Aber während Mikka sich in der Beschreibung der vier wichtigen Grundpfeiler des Schriftstücks (Mass Surveillance, Digital Persecution, Digital Colonization und Right of Access, Movement and Speech), das bis Ende Juni crowdsource-basiert entstehen soll, verliert, starrt Hasselhoff verloren in der Gegend herum, wirkt schrecklich eindimensional, redet über sein berüchtigtes „Burgervideo“ (für das einem doch ein bisschen leid tun kann) und kennt nicht einmal die Creative Commons, unter deren Lizenz das Manifest erscheinen soll. Wenn es nach mir geht, hätte er beim Singen bleiben sollen. Aber selbst das will er nicht, obwohl alle es lautstark fordern. Eine kurze Zeile gibt er dann doch zum Besten. Das war’s. Aber braucht die re:publica das? Celebrities, um für ein sehr relevantes und wichtiges Thema zu werben? Gut, es ist amüsant (der Teenie in mir grinst), aber inhaltlich? Na guckt’s euch selber an… (Videostream).

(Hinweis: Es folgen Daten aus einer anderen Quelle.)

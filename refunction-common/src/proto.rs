use anyhow::{Context, Result};
use serde::{Deserialize, Serialize};
use serde_json::Value;

/// Tracee finished initialisation and is ready to be checkpointed.
pub const STARTED: &str = "started";
/// Tracee diagnostics, dropped by the reader.
pub const INFO: &str = "info";
/// Tracee diagnostics, dropped by the reader.
pub const LOG: &str = "log";
/// Handler source sent to the tracee.
pub const FUNCTION: &str = "function";
/// Result of installing a handler, `data` is a boolean.
pub const FUNCTION_LOADED: &str = "function_loaded";
/// Invocation of the installed handler.
pub const REQUEST: &str = "request";
/// Handler result.
pub const RESPONSE: &str = "response";

/// One line of the stdio protocol spoken with a function runtime.
#[derive(Debug, Clone, PartialEq, Serialize, Deserialize)]
pub struct Message {
    #[serde(rename = "type")]
    pub kind: String,
    #[serde(default)]
    pub data: Value,
}

impl Message {
    pub fn new(kind: impl Into<String>, data: impl Into<Value>) -> Self {
        Self {
            kind: kind.into(),
            data: data.into(),
        }
    }

    pub fn is(&self, kind: &str) -> bool {
        self.kind == kind
    }

    /// Diagnostic messages never reach a waiting caller.
    pub fn is_log(&self) -> bool {
        self.is(INFO) || self.is(LOG)
    }

    /// Parses a single line; the trailing newline is optional.
    pub fn from_line(line: &str) -> Result<Self> {
        serde_json::from_str(line.trim_end()).context("could not parse message")
    }

    /// Encodes the message followed by the `\n` delimiter.
    pub fn to_line(&self) -> Result<Vec<u8>> {
        let mut buf = serde_json::to_vec(self).context("could not encode message")?;
        buf.push(b'\n');
        Ok(buf)
    }
}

Persönliche Freiheit: Unplug yourself (zumindest manchmal)
Zum Glück endet der Tag mit einem wahren Herzensthema – dem Aussteigen. Ninia Binias, Kathrin Kaufmann und Johanna Emge bringen mich wieder auf den Boden und raus aus dem „Jetlag Overload“, der nach einem Tag voller Gespräche über Digitales und das Netz herrlich viele „Offline“-Themen enthält. Man darf es nicht falsch verstehen: Das Digitale ist wichtig. Denn ein wirkliches „Offline sein“ gibt es nicht mehr. Es ist wie mit Strom. Der ist auch immer da, selbst, wenn man ihn mal nicht braucht. Trotzdem leiden viele unter ihrem Job, jeder sechste hat bereits im Kopf gekündigt. Warum? Stress, psychische Belastung, Kommunikationsoverflow, Technostress, erhöhter Leistungsdruck. Es gibt viele Gründe. Bei der Frage, wie viele im Raum immer länger online sind als sie vor hatten, heben knapp 90% die Hand. Nach diesem Selbsttest (er ist von 1996! Ich bin baff!) sind wir also alle „schwerst internetabhängig“. Oha.

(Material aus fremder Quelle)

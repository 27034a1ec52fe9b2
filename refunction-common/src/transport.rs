use std::{
    io::{BufRead, BufReader, Read, Write},
    sync::mpsc::{self, Receiver, SyncSender},
    thread,
};

use anyhow::{anyhow, Context, Result};
use tracing::{debug, trace};

use crate::proto::Message;

/// Writing half of the protocol, attached to the tracee's stdin.
pub struct MessageWriter<W: Write> {
    inner: W,
}

impl<W: Write> MessageWriter<W> {
    pub fn new(inner: W) -> Self {
        Self { inner }
    }

    pub fn send(&mut self, msg: &Message) -> Result<()> {
        let line = msg.to_line()?;
        self.inner
            .write_all(&line)
            .context("could not write to worker stdin")?;
        self.inner.flush().context("could not flush worker stdin")?;
        trace!("sent {} message", msg.kind);
        Ok(())
    }

    pub fn into_inner(self) -> W {
        self.inner
    }
}

/// Reading half of the protocol.
///
/// A background thread splits the tracee's stdout into lines and forwards every
/// non-diagnostic message through a channel of depth one.
pub struct MessageReader {
    messages: Receiver<Message>,
}

impl MessageReader {
    pub fn spawn<R: Read + Send + 'static>(stdout: R) -> Result<Self> {
        let (tx, rx) = mpsc::sync_channel(1);

        thread::Builder::new()
            .name("refunction-stdout".to_string())
            .spawn(move || forward_messages(BufReader::new(stdout), tx))
            .context("could not spawn stdout reader")?;

        Ok(Self { messages: rx })
    }

    /// Blocks until a message of `kind` arrives, discarding any other kind.
    pub fn await_message(&self, kind: &str) -> Result<Message> {
        loop {
            let msg = self
                .messages
                .recv()
                .map_err(|_| anyhow!("worker stdout closed while awaiting {kind}"))?;

            if msg.is(kind) {
                return Ok(msg);
            }
            debug!("discarding {} message while awaiting {kind}", msg.kind);
        }
    }
}

fn forward_messages<R: BufRead>(stdout: R, tx: SyncSender<Message>) {
    for line in stdout.lines() {
        let line = match line {
            Ok(line) => line,
            Err(e) => {
                debug!("stopped reading worker stdout: {e}");
                return;
            }
        };

        let msg = match Message::from_line(&line) {
            Ok(msg) => msg,
            Err(_) => {
                debug!("{line}");
                continue;
            }
        };

        if msg.is_log() {
            debug!("{}: {}", msg.kind, msg.data);
            continue;
        }

        if tx.send(msg).is_err() {
            return;
        }
    }
}

/// Logs every line of the tracee's stderr until it is closed.
pub fn drain_stderr<R: Read + Send + 'static>(stderr: R) -> Result<()> {
    thread::Builder::new()
        .name("refunction-stderr".to_string())
        .spawn(move || {
            for line in BufReader::new(stderr).lines().map_while(|l| l.ok()) {
                debug!("stderr: {line}");
            }
        })
        .context("could not spawn stderr reader")?;

    Ok(())
}

#[cfg(test)]
mod tests {
    use std::io::Cursor;

    use serde_json::json;

    use super::*;
    use crate::proto::{FUNCTION_LOADED, RESPONSE, STARTED};

    #[test]
    fn test_writer_and_reader() {
        let mut writer = MessageWriter::new(vec![]);
        writer.send(&Message::new(STARTED, "")).unwrap();
        writer.send(&Message::new(RESPONSE, json!({"a": 1}))).unwrap();

        let reader = MessageReader::spawn(Cursor::new(writer.into_inner())).unwrap();
        assert_eq!(reader.await_message(STARTED).unwrap().data, json!(""));
        assert_eq!(reader.await_message(RESPONSE).unwrap().data, json!({"a": 1}));
    }

    #[test]
    fn test_reader_skips_logs_and_garbage() {
        let stdout = concat!(
            "Pid: 42\n",
            "{\"type\": \"log\", \"data\": \"python started\"}\n",
            "{\"type\": \"info\", \"data\": 1}\n",
            "{not json\n",
            "{\"type\": \"function_loaded\", \"data\": false}\n",
        );

        let reader = MessageReader::spawn(Cursor::new(stdout)).unwrap();
        let msg = reader.await_message(FUNCTION_LOADED).unwrap();
        assert_eq!(msg.data, json!(false));
    }

    #[test]
    fn test_reader_errors_when_stream_closes() {
        let reader = MessageReader::spawn(Cursor::new("{\"type\": \"started\"}\n")).unwrap();

        let err = reader.await_message(RESPONSE).unwrap_err();
        assert!(err.to_string().contains("closed"));
    }
}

Eine Lösung scheint auf der Hand zu liegen: einfach mal den Stecker ziehen. Aber hilft das wirklich? Nope. Downshift reicht bereits. Einfach mal nicht alle zwei Minuten auf’s Handy gucken. Es könnte ja was wichtiges sein. Es gibt viele weitere Ideen: ein Sabbatjahr. Digital Detox. Unplug yourself. Wie oft hab ich nicht schon darüber nachgedacht. Jeder sollte sich dabei die Frage stellen, was ihn glücklich macht. Und ob abschalten wirklich hilft. Macht zum Beispiel ein Umzug in die Stadt glücklicher, weil man sich auf dem Land abgeschieden fühlt und sich daher Ersatzbefriedigungen im Internet holt? Oder vergraben wir uns in der Stadt hinter Bildschirmen, weil unsere Stadt einfach nicht freundlich und offen genug gestaltet ist, um kleine Auszeiten oder Naturerlebnisse zu erlauben?
Wenn 100.000 Deutsche pro Jahr ins Ausland wandern, um dort glücklicher zu werden und wenn ein ehemaliger Manager eines Mineralölkonzerns zum Taxifahrer in Hamburg wird (aus reiner Freude), dann kann ich das doch sicher auch. Gut, mir fehlen die Millionen auf dem Konto. Aber: Der Versuch im Kopf ist schon ein erster Schritt. Wie möchte ich leben? Wie wichtig ist die digitale Identität und die digitale Freiheit? Ich halte es dabei gerne wie Christopher McCandless. Into the wild.